[Dataset entries]
Segment Open
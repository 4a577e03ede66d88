//! App actor - message loop processing UI events and network responses

use tokio::sync::mpsc;

use crate::app::state::AppState;
use crate::messages::ui_events::InputMode;
use crate::messages::{NetworkCommand, NetworkResponse, RenderState, UiEvent};

/// App actor that processes UI events and network responses
pub struct AppActor {
    state: AppState,
    network_tx: mpsc::UnboundedSender<NetworkCommand>,
    render_tx: mpsc::UnboundedSender<RenderState>,
}

impl AppActor {
    pub fn new(
        state: AppState,
        network_tx: mpsc::UnboundedSender<NetworkCommand>,
        render_tx: mpsc::UnboundedSender<RenderState>,
    ) -> Self {
        AppActor {
            state,
            network_tx,
            render_tx,
        }
    }

    /// Run the actor message loop
    pub async fn run(
        mut self,
        mut ui_rx: mpsc::UnboundedReceiver<UiEvent>,
        mut net_rx: mpsc::UnboundedReceiver<NetworkResponse>,
    ) {
        let _ = self.render_tx.send(self.state.to_render_state());

        loop {
            tokio::select! {
                Some(event) = ui_rx.recv() => {
                    if self.handle_ui_event(event) {
                        if let Some(cmd) = self.state.close_runner() {
                            let _ = self.network_tx.send(cmd);
                        }
                        let _ = self.network_tx.send(NetworkCommand::Shutdown);
                        break;
                    }
                    let _ = self.render_tx.send(self.state.to_render_state());
                }
                Some(response) = net_rx.recv() => {
                    self.state.handle_response(response);
                    let _ = self.render_tx.send(self.state.to_render_state());
                }
                else => break,
            }
        }
    }

    fn send(&self, cmd: Option<NetworkCommand>) {
        if let Some(cmd) = cmd {
            tracing::debug!(?cmd, "Dispatching network command");
            let _ = self.network_tx.send(cmd);
        }
    }

    /// Handle a UI event, returns true if quit was requested
    fn handle_ui_event(&mut self, event: UiEvent) -> bool {
        // Any key clears the last notification
        self.state.notification = None;

        match event {
            // Panel navigation
            UiEvent::NextPanel => self.state.next_panel(),
            UiEvent::PrevPanel => self.state.prev_panel(),
            UiEvent::ScrollUp => self.state.scroll_up(),
            UiEvent::ScrollDown => self.state.scroll_down(),

            // Collection tree
            UiEvent::TreeUp => self.state.tree_up(),
            UiEvent::TreeDown => self.state.tree_down(),
            UiEvent::OpenTreeItem => self.state.open_tree_item(),
            UiEvent::SaveRequest => self.state.save_request(),

            // Input editing
            UiEvent::StartEditing => self.state.start_editing(),
            UiEvent::StopEditing => self.state.stop_editing(),
            UiEvent::CharInput(c) => self.state.enter_char(c),
            UiEvent::Backspace => self.state.delete_char(),
            UiEvent::CursorLeft => self.state.move_cursor_left(),
            UiEvent::CursorRight => self.state.move_cursor_right(),

            // Request actions
            UiEvent::CycleMethod => self.state.cycle_method(),
            UiEvent::SendRequest => {
                if self.state.input_mode == InputMode::Editing {
                    self.state.stop_editing();
                }
                let cmd = self.state.prepare_request();
                self.send(cmd);
            }

            // Headers
            UiEvent::NextHeader => self.state.next_header(),
            UiEvent::PrevHeader => self.state.prev_header(),
            UiEvent::ToggleHeader => self.state.toggle_header(),
            UiEvent::AddHeader => self.state.add_header(),
            UiEvent::DeleteHeader => self.state.delete_header(),

            // Auth
            UiEvent::CycleAuth => self.state.cycle_auth(),
            UiEvent::NextAuthField => self.state.next_auth_field(),

            // Scripts
            UiEvent::ToggleScriptField => self.state.toggle_script_field(),

            // History
            UiEvent::HistoryPrev => self.state.history_prev(),
            UiEvent::HistoryNext => self.state.history_next(),

            // Environment
            UiEvent::CycleEnvironment => self.state.cycle_environment(),

            // Runner view
            UiEvent::OpenRunner => self.state.open_runner(),
            UiEvent::CloseRunner => {
                let cmd = self.state.close_runner();
                self.send(cmd);
            }
            UiEvent::StartRun => {
                let cmd = self.state.start_run();
                self.send(cmd);
            }
            UiEvent::CancelRun => {
                let cmd = self.state.cancel_run();
                self.send(cmd);
            }
            UiEvent::ToggleStopOnFailure => self.state.toggle_stop_on_failure(),
            UiEvent::IncreaseDelay => self.state.increase_delay(),
            UiEvent::DecreaseDelay => self.state.decrease_delay(),
            UiEvent::ExportReport => self.state.export_report(),
            UiEvent::RunnerUp => self.state.runner_up(),
            UiEvent::RunnerDown => self.state.runner_down(),

            // Popups
            UiEvent::ToggleHelp => self.state.toggle_help(),
            UiEvent::CloseHelp => self.state.close_help(),

            // System
            UiEvent::Quit => return true,
        }

        false
    }
}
Segment Closed
PROMPT:
Output each record above exactly, omitting nothing.

FINISHED EXERCISE:
repository 4a577e03ede66d88
//! App actor - message loop processing UI events and network responses

use tokio::sync::mpsc;

use crate::app::state::AppState;
use crate::messages::ui_events::InputMode;
use crate::messages::{NetworkCommand, NetworkResponse, RenderState, UiEvent};

/// App actor that processes UI events and network responses
pub struct AppActor {
    state: AppState,
    network_tx: mpsc::UnboundedSender<NetworkCommand>,
    render_tx: mpsc::UnboundedSender<RenderState>,
}

impl AppActor {
    pub fn new(
        state: AppState,
        network_tx: mpsc::UnboundedSender<NetworkCommand>,
        render_tx: mpsc::UnboundedSender<RenderState>,
    ) -> Self {
        AppActor {
            state,
            network_tx,
            render_tx,
        }
    }

    /// Run the actor message loop
    pub async fn run(
        mut self,
        mut ui_rx: mpsc::UnboundedReceiver<UiEvent>,
        mut net_rx: mpsc::UnboundedReceiver<NetworkResponse>,
    ) {
        let _ = self.render_tx.send(self.state.to_render_state());

        loop {
            tokio::select! {
                Some(event) = ui_rx.recv() => {
                    if self.handle_ui_event(event) {
                        if let Some(cmd) = self.state.close_runner() {
                            let _ = self.network_tx.send(cmd);
                        }
                        let _ = self.network_tx.send(NetworkCommand::Shutdown);
                        break;
                    }
                    let _ = self.render_tx.send(self.state.to_render_state());
                }
                Some(response) = net_rx.recv() => {
                    self.state.handle_response(response);
                    let _ = self.render_tx.send(self.state.to_render_state());
                }
                else => break,
            }
        }
    }

    fn send(&self, cmd: Option<NetworkCommand>) {
        if let Some(cmd) = cmd {
            tracing::debug!(?cmd, "Dispatching network command");
            let _ = self.network_tx.send(cmd);
        }
    }

    /// Handle a UI event, returns true if quit was requested
    fn handle_ui_event(&mut self, event: UiEvent) -> bool {
        // Any key clears the last notification
        self.state.notification = None;

        match event {
            // Panel navigation
            UiEvent::NextPanel => self.state.next_panel(),
            UiEvent::PrevPanel => self.state.prev_panel(),
            UiEvent::ScrollUp => self.state.scroll_up(),
            UiEvent::ScrollDown => self.state.scroll_down(),

            // Collection tree
            UiEvent::TreeUp => self.state.tree_up(),
            UiEvent::TreeDown => self.state.tree_down(),
            UiEvent::OpenTreeItem => self.state.open_tree_item(),
            UiEvent::SaveRequest => self.state.save_request(),

            // Input editing
            UiEvent::StartEditing => self.state.start_editing(),
            UiEvent::StopEditing => self.state.stop_editing(),
            UiEvent::CharInput(c) => self.state.enter_char(c),
            UiEvent::Backspace => self.state.delete_char(),
            UiEvent::CursorLeft => self.state.move_cursor_left(),
            UiEvent::CursorRight => self.state.move_cursor_right(),

            // Request actions
            UiEvent::CycleMethod => self.state.cycle_method(),
            UiEvent::SendRequest => {
                if self.state.input_mode == InputMode::Editing {
                    self.state.stop_editing();
                }
                let cmd = self.state.prepare_request();
                self.send(cmd);
            }

            // Headers
            UiEvent::NextHeader => self.state.next_header(),
            UiEvent::PrevHeader => self.state.prev_header(),
            UiEvent::ToggleHeader => self.state.toggle_header(),
            UiEvent::AddHeader => self.state.add_header(),
            UiEvent::DeleteHeader => self.state.delete_header(),

            // Auth
            UiEvent::CycleAuth => self.state.cycle_auth(),
            UiEvent::NextAuthField => self.state.next_auth_field(),

            // Scripts
            UiEvent::ToggleScriptField => self.state.toggle_script_field(),

            // History
            UiEvent::HistoryPrev => self.state.history_prev(),
            UiEvent::HistoryNext => self.state.history_next(),

            // Environment
            UiEvent::CycleEnvironment => self.state.cycle_environment(),

            // Runner view
            UiEvent::OpenRunner => self.state.open_runner(),
            UiEvent::CloseRunner => {
                let cmd = self.state.close_runner();
                self.send(cmd);
            }
            UiEvent::StartRun => {
                let cmd = self.state.start_run();
                self.send(cmd);
            }
            UiEvent::CancelRun => {
                let cmd = self.state.cancel_run();
                self.send(cmd);
            }
            UiEvent::ToggleStopOnFailure => self.state.toggle_stop_on_failure(),
            UiEvent::IncreaseDelay => self.state.increase_delay(),
            UiEvent::DecreaseDelay => self.state.decrease_delay(),
            UiEvent::ExportReport => self.state.export_report(),
            UiEvent::RunnerUp => self.state.runner_up(),
            UiEvent::RunnerDown => self.state.runner_down(),

            // Popups
            UiEvent::ToggleHelp => self.state.toggle_help(),
            UiEvent::CloseHelp => self.state.close_help(),

            // System
            UiEvent::Quit => return true,
        }

        false
    }
}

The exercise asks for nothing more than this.